• [EXERCISE INSTRUCTIONS]:
Of the entries below, restate word for word only the section that runs from the line with "are always a" to the line with "uniformly random black.", counting both ends.

• [GIVEN RECORDS]:
= = = =

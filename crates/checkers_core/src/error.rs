use crate::types::PieceId;
use std::error::Error;
use std::fmt;

/// Precondition violations surfaced by the rules engine. These indicate a
/// caller bug (typically a stale move replayed against a mutated position);
/// the driver decides whether to abort or retry the whole game.
#[derive(Clone, Copy, Debug, PartialEq, Eq)]
pub enum RulesError {
    /// The id was never allocated in this position.
    UnknownPiece(PieceId),
    /// The piece was already captured or promoted away.
    DeadPiece(PieceId),
    /// The piece exists but its side or class does not match the move.
    PieceMismatch(PieceId),
}

impl fmt::Display for RulesError {
    fn fmt(&self, f: &mut fmt::Formatter<'_>) -> fmt::Result {
        match self {
            RulesError::UnknownPiece(id) => write!(f, "unknown piece id {}", id.0),
            RulesError::DeadPiece(id) => write!(f, "piece id {} is no longer on the board", id.0),
            RulesError::PieceMismatch(id) => {
                write!(f, "piece id {} does not match the move's side/class", id.0)
            }
        }
    }
}

impl Error for RulesError {}
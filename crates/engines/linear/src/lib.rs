//! Linear-Evaluation Checkers Policy
//!
//! Scores every legal move with a six-coefficient linear function of board
//! features and picks the argmax, mixing in a configurable rate of uniformly
//! random moves for exploration during self-play training.

mod eval;

pub use eval::{
    evaluate, threat_count_after, Weights, INITIAL_BLACK_WEIGHTS, INITIAL_RED_WEIGHTS,
    WEIGHT_COUNT,
};

use checkers_core::{Move, MoveSource, Position};
use rand::rngs::StdRng;
use rand::{Rng, SeedableRng};


/// Default probability of ignoring the evaluation and playing a uniformly
/// random legal move. Half of all training moves are exploratory.
pub const EXPLORATION_RATE: f64 = 0.5;

/// A move source driven by the linear evaluator.
///
/// With probability `exploration` a move is drawn uniformly from the legal
/// set; otherwise every legal move is evaluated and the maximum wins, ties
/// resolved in favor of the *last* maximum in enumeration order.
pub struct LinearPolicy {
    weights: Weights,
    exploration: f64,
    rng: StdRng,
    name: String,
}

impl LinearPolicy {
    /// Policy with the default exploration rate.
    pub fn new(weights: Weights) -> Self {
        Self::with_exploration(weights, EXPLORATION_RATE)
    }

    pub fn with_exploration(weights: Weights, exploration: f64) -> Self {
        Self {
            weights,
            exploration,
            rng: StdRng::from_entropy(),
            name: format!("linear ({}% random)", (exploration * 100.0).round()),
        }
    }

    /// Deterministic variant for tests and reproducible runs.
    pub fn seeded(weights: Weights, exploration: f64, seed: u64) -> Self {
        let mut policy = Self::with_exploration(weights, exploration);
        policy.rng = StdRng::seed_from_u64(seed);
        policy
    }

    /// Pure-argmax policy with no random moves; used for interactive play.
    pub fn greedy(weights: Weights) -> Self {
        Self::with_exploration(weights, 0.0)
    }

    pub fn weights(&self) -> &Weights {
        &self.weights
    }

    pub fn set_weights(&mut self, weights: Weights) {
        self.weights = weights;
    }
}

impl MoveSource for LinearPolicy {
    fn choose_move(&mut self, pos: &Position, legal: &[Move]) -> Move {
        if self.exploration > 0.0 && self.rng.gen_bool(self.exploration) {
            return legal[self.rng.gen_range(0..legal.len())];
        }

        let mut best = legal[0];
        let mut best_value = f64::NEG_INFINITY;
        for mv in legal {
            let value = evaluate(pos, mv, &self.weights);
            // `>=` so a later equal score displaces an earlier one.
            if value >= best_value {
                best_value = value;
                best = *mv;
            }
        }
        best
    }

    fn name(&self) -> &str {
        &self.name
    }
}
use super::*;
use crate::types::{Move, PieceClass, PieceId};

/// Deterministic source that always plays the first enumerated move.
struct FirstMove;

impl MoveSource for FirstMove {
    fn choose_move(&mut self, _pos: &Position, legal: &[Move]) -> Move {
        legal[0]
    }

    fn name(&self) -> &str {
        "first-move"
    }
}

/// Source that fabricates a move referencing a piece that does not exist.
struct BogusMove;

impl MoveSource for BogusMove {
    fn choose_move(&mut self, _pos: &Position, _legal: &[Move]) -> Move {
        Move::step(PieceId(9999), PieceClass::Man, 0, 0)
    }

    fn name(&self) -> &str {
        "bogus"
    }
}

#[test]
fn eliminated_side_terminates_without_movegen() {
    // Black has nothing left; the runner must flag elimination on the first
    // status check, before any move generation or selection.
    let mut pos = Position::empty(Side::Red);
    pos.add_piece(Side::Red, PieceClass::Man, 5, 1);

    let runner = GameRunner::default();
    let report = runner
        .run_from(pos, &mut FirstMove, &mut FirstMove)
        .unwrap();

    assert_eq!(
        report.outcome,
        GameOutcome::Elimination { winner: Side::Red }
    );
    assert_eq!(report.turns, 0);
    // Snapshot on entry plus the terminal snapshot, both for red.
    assert_eq!(report.trace.red.len(), 2);
    assert!(report.trace.black.is_empty());
}

#[test]
fn blocked_side_is_stalemate() {
    let mut pos = Position::empty(Side::Red);
    pos.add_piece(Side::Red, PieceClass::Man, 5, 1);
    pos.add_piece(Side::Black, PieceClass::Man, 4, 0);
    pos.add_piece(Side::Black, PieceClass::Man, 4, 2);
    pos.add_piece(Side::Black, PieceClass::Man, 3, 3);

    let runner = GameRunner::default();
    let report = runner
        .run_from(pos, &mut FirstMove, &mut FirstMove)
        .unwrap();

    assert_eq!(report.outcome, GameOutcome::Stalemate { stuck: Side::Red });
    assert_eq!(report.turns, 0);
}

#[test]
fn turn_limit_yields_partial_trace() {
    let runner = GameRunner::new(RunnerConfig { max_turns: 0 });
    let report = runner.run_game(&mut FirstMove, &mut FirstMove).unwrap();

    assert_eq!(report.outcome, GameOutcome::TurnLimit);
    assert_eq!(report.turns, 0);
    assert_eq!(report.trace.red.len(), 2);
}

#[test]
fn capture_win_is_attributed_to_the_capturer() {
    // Lone black man jumped by red; black is eliminated by the move itself.
    let mut pos = Position::empty(Side::Red);
    pos.add_piece(Side::Red, PieceClass::Man, 3, 3);
    pos.add_piece(Side::Black, PieceClass::Man, 2, 4);

    struct TakeJump;
    impl MoveSource for TakeJump {
        fn choose_move(&mut self, _pos: &Position, legal: &[Move]) -> Move {
            *legal.iter().find(|mv| mv.is_capture()).unwrap()
        }
        fn name(&self) -> &str {
            "take-jump"
        }
    }

    let runner = GameRunner::default();
    let report = runner
        .run_from(pos, &mut TakeJump, &mut FirstMove)
        .unwrap();

    assert_eq!(
        report.outcome,
        GameOutcome::Elimination { winner: Side::Red }
    );
    assert_eq!(report.turns, 1);
    // The mover's trace holds the pre-move snapshot; the terminal snapshot
    // lands on the side that would have moved next.
    assert_eq!(report.trace.red.len(), 1);
    assert_eq!(report.trace.black.len(), 1);
}

#[test]
fn full_deterministic_game_completes() {
    let runner = GameRunner::default();
    let report = runner.run_game(&mut FirstMove, &mut FirstMove).unwrap();

    assert!(report.turns > 0);
    assert!(!report.trace.red.is_empty());
    assert!(!report.trace.black.is_empty());
    // First red snapshot is the untouched starting position.
    assert_eq!(report.trace.red[0], [12, 12, 0, 0, 0, 0]);
}

#[test]
fn fabricated_move_surfaces_precondition_error() {
    let runner = GameRunner::default();
    let err = runner
        .run_game(&mut BogusMove, &mut FirstMove)
        .unwrap_err();
    assert_eq!(err, RulesError::UnknownPiece(PieceId(9999)));
}
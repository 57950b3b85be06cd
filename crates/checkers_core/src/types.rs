#[derive(Clone, Copy, Debug, PartialEq, Eq, Hash)]
pub enum Side {
    Red,
    Black,
}

impl Side {
    pub fn other(self) -> Side {
        match self {
            Side::Red => Side::Black,
            Side::Black => Side::Red,
        }
    }

    /// Row delta of a man's forward movement. Red starts on rows 5..8 and
    /// advances toward row 0; black starts on rows 0..3 and advances toward
    /// row 7.
    pub fn forward(self) -> i8 {
        match self {
            Side::Red => -1,
            Side::Black => 1,
        }
    }

    /// Far row where a man of this side is crowned.
    pub fn promotion_row(self) -> usize {
        match self {
            Side::Red => 0,
            Side::Black => 7,
        }
    }
}

#[derive(Clone, Copy, Debug, PartialEq, Eq, Hash)]
pub enum PieceClass {
    Man,
    King,
}

/// Board cell marker. Rendered as `r`/`R`/`b`/`B` with a space for empty,
/// matching the textual board format.
#[derive(Clone, Copy, Debug, PartialEq, Eq)]
pub enum Cell {
    Empty,
    RedMan,
    RedKing,
    BlackMan,
    BlackKing,
}

impl Cell {
    pub fn piece(side: Side, class: PieceClass) -> Cell {
        match (side, class) {
            (Side::Red, PieceClass::Man) => Cell::RedMan,
            (Side::Red, PieceClass::King) => Cell::RedKing,
            (Side::Black, PieceClass::Man) => Cell::BlackMan,
            (Side::Black, PieceClass::King) => Cell::BlackKing,
        }
    }

    pub fn is_empty(self) -> bool {
        self == Cell::Empty
    }

    pub fn side(self) -> Option<Side> {
        match self {
            Cell::RedMan | Cell::RedKing => Some(Side::Red),
            Cell::BlackMan | Cell::BlackKing => Some(Side::Black),
            Cell::Empty => None,
        }
    }

    pub fn class(self) -> Option<PieceClass> {
        match self {
            Cell::RedMan | Cell::BlackMan => Some(PieceClass::Man),
            Cell::RedKing | Cell::BlackKing => Some(PieceClass::King),
            Cell::Empty => None,
        }
    }

    pub fn to_char(self) -> char {
        match self {
            Cell::Empty => ' ',
            Cell::RedMan => 'r',
            Cell::RedKing => 'R',
            Cell::BlackMan => 'b',
            Cell::BlackKing => 'B',
        }
    }
}

/// Stable piece identity. Slots are allocated monotonically per position and
/// tombstoned on capture or promotion, so an id never aliases another piece
/// even after removals.
#[derive(Clone, Copy, Debug, PartialEq, Eq, Hash)]
pub struct PieceId(pub u32);

#[derive(Clone, Copy, Debug, PartialEq, Eq)]
pub struct Capture {
    pub piece: PieceId,
    pub class: PieceClass,
}

/// A candidate action for the side to move: relocate `piece` to
/// (`row`, `col`), jumping over `capture` if present. Captures are always a
/// single jump; there are no multi-jump chains.
#[derive(Clone, Copy, Debug, PartialEq, Eq)]
pub struct Move {
    pub piece: PieceId,
    pub mover: PieceClass,
    pub row: usize,
    pub col: usize,
    pub capture: Option<Capture>,
}

impl Move {
    pub fn step(piece: PieceId, mover: PieceClass, row: usize, col: usize) -> Self {
        Self {
            piece,
            mover,
            row,
            col,
            capture: None,
        }
    }

    pub fn jump(
        piece: PieceId,
        mover: PieceClass,
        row: usize,
        col: usize,
        capture: Capture,
    ) -> Self {
        Self {
            piece,
            mover,
            row,
            col,
            capture: Some(capture),
        }
    }

    pub fn is_capture(&self) -> bool {
        self.capture.is_some()
    }
}

/// Bounds-checked square lookup over signed coordinates.
pub fn square(row: i8, col: i8) -> Option<(usize, usize)> {
    if (0..8).contains(&row) && (0..8).contains(&col) {
        Some((row as usize, col as usize))
    } else {
        None
    }
}
//! Benchmarking trained weights against a random baseline

use checkers_core::{GameOutcome, GameRunner, RunnerConfig, Side};
use linear_engine::{LinearPolicy, Weights};
use random_engine::RandomPolicy;

/// Aggregate result of a benchmark run, from the linear player's perspective.
#[derive(Debug, Clone, Default, PartialEq, Eq)]
pub struct BenchResult {
    pub wins: u32,
    pub losses: u32,
    pub draws: u32,
}

impl BenchResult {
    pub fn total_games(&self) -> u32 {
        self.wins + self.losses + self.draws
    }

    pub fn win_rate(&self) -> f64 {
        if self.total_games() == 0 {
            return 0.0;
        }
        f64::from(self.wins) / f64::from(self.total_games())
    }
}

/// Plays `games` games of greedy linear red against uniformly random black.
/// Stalemates and turn-limit games are counted as draws.
pub fn run_bench(weights: Weights, games: u32, verbose: bool) -> Result<BenchResult, String> {
    let runner = GameRunner::new(RunnerConfig::default());
    let mut result = BenchResult::default();

    for game in 1..=games {
        let mut red = LinearPolicy::greedy(weights);
        let mut black = RandomPolicy::new();

        let report = runner
            .run_game(&mut red, &mut black)
            .map_err(|e| format!("Benchmark game {} failed: {}", game, e))?;

        match report.outcome {
            GameOutcome::Elimination { winner: Side::Red } => result.wins += 1,
            GameOutcome::Elimination { winner: Side::Black } => result.losses += 1,
            // A stalemated side loses nothing here; without a formal
            // scoring rule both stalemate and the turn cap score as draws.
            GameOutcome::Stalemate { .. } | GameOutcome::TurnLimit => result.draws += 1,
        }

        if verbose {
            println!(
                "Game {}/{}: {:?} ({} turns)",
                game, games, report.outcome, report.turns
            );
        }
    }

    Ok(result)
}

#[cfg(test)]
#[path = "bench_tests.rs"]
mod bench_tests;
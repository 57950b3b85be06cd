//! Turns a recorded feature trace into supervised training examples.
//!
//! Each snapshot in a trace is paired with a target equal to the current
//! evaluation of its successor snapshot. The terminal snapshot has no
//! successor and produces no example.

use linear_engine::{Weights, WEIGHT_COUNT};

/// One supervised example: a board's feature vector and the value the
/// evaluation should have produced for it.
#[derive(Debug, Clone, Copy, PartialEq)]
pub struct TrainingExample {
    pub features: [u32; WEIGHT_COUNT],
    pub target: f64,
}

/// Dot product of a feature snapshot with the current coefficients.
pub fn target_value(features: &[u32; WEIGHT_COUNT], weights: &Weights) -> f64 {
    features
        .iter()
        .zip(weights.iter())
        .map(|(&f, &w)| f64::from(f) * w)
        .sum()
}

/// Pairs every non-terminal snapshot with the estimated value of its
/// successor. A trace with fewer than two snapshots yields no examples.
pub fn training_values(trace: &[[u32; WEIGHT_COUNT]], weights: &Weights) -> Vec<TrainingExample> {
    trace
        .windows(2)
        .map(|pair| TrainingExample {
            features: pair[0],
            target: target_value(&pair[1], weights),
        })
        .collect()
}

#[cfg(test)]
#[path = "critic_tests.rs"]
mod critic_tests;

= = = =

• [SOLUTION]:
/// (`row`, `col`), jumping over `capture` if present. Captures are always a
/// single jump; there are no multi-jump chains.
#[derive(Clone, Copy, Debug, PartialEq, Eq)]
pub struct Move {
    pub piece: PieceId,
    pub mover: PieceClass,
    pub row: usize,
    pub col: usize,
    pub capture: Option<Capture>,
}

impl Move {
    pub fn step(piece: PieceId, mover: PieceClass, row: usize, col: usize) -> Self {
        Self {
            piece,
            mover,
            row,
            col,
            capture: None,
        }
    }

    pub fn jump(
        piece: PieceId,
        mover: PieceClass,
        row: usize,
        col: usize,
        capture: Capture,
    ) -> Self {
        Self {
            piece,
            mover,
            row,
            col,
            capture: Some(capture),
        }
    }

    pub fn is_capture(&self) -> bool {
        self.capture.is_some()
    }
}

/// Bounds-checked square lookup over signed coordinates.
pub fn square(row: i8, col: i8) -> Option<(usize, usize)> {
    if (0..8).contains(&row) && (0..8).contains(&col) {
        Some((row as usize, col as usize))
    } else {
        None
    }
}
//! Benchmarking trained weights against a random baseline

use checkers_core::{GameOutcome, GameRunner, RunnerConfig, Side};
use linear_engine::{LinearPolicy, Weights};
use random_engine::RandomPolicy;

/// Aggregate result of a benchmark run, from the linear player's perspective.
#[derive(Debug, Clone, Default, PartialEq, Eq)]
pub struct BenchResult {
    pub wins: u32,
    pub losses: u32,
    pub draws: u32,
}

impl BenchResult {
    pub fn total_games(&self) -> u32 {
        self.wins + self.losses + self.draws
    }

    pub fn win_rate(&self) -> f64 {
        if self.total_games() == 0 {
            return 0.0;
        }
        f64::from(self.wins) / f64::from(self.total_games())
    }
}

/// Plays `games` games of greedy linear red against uniformly random black.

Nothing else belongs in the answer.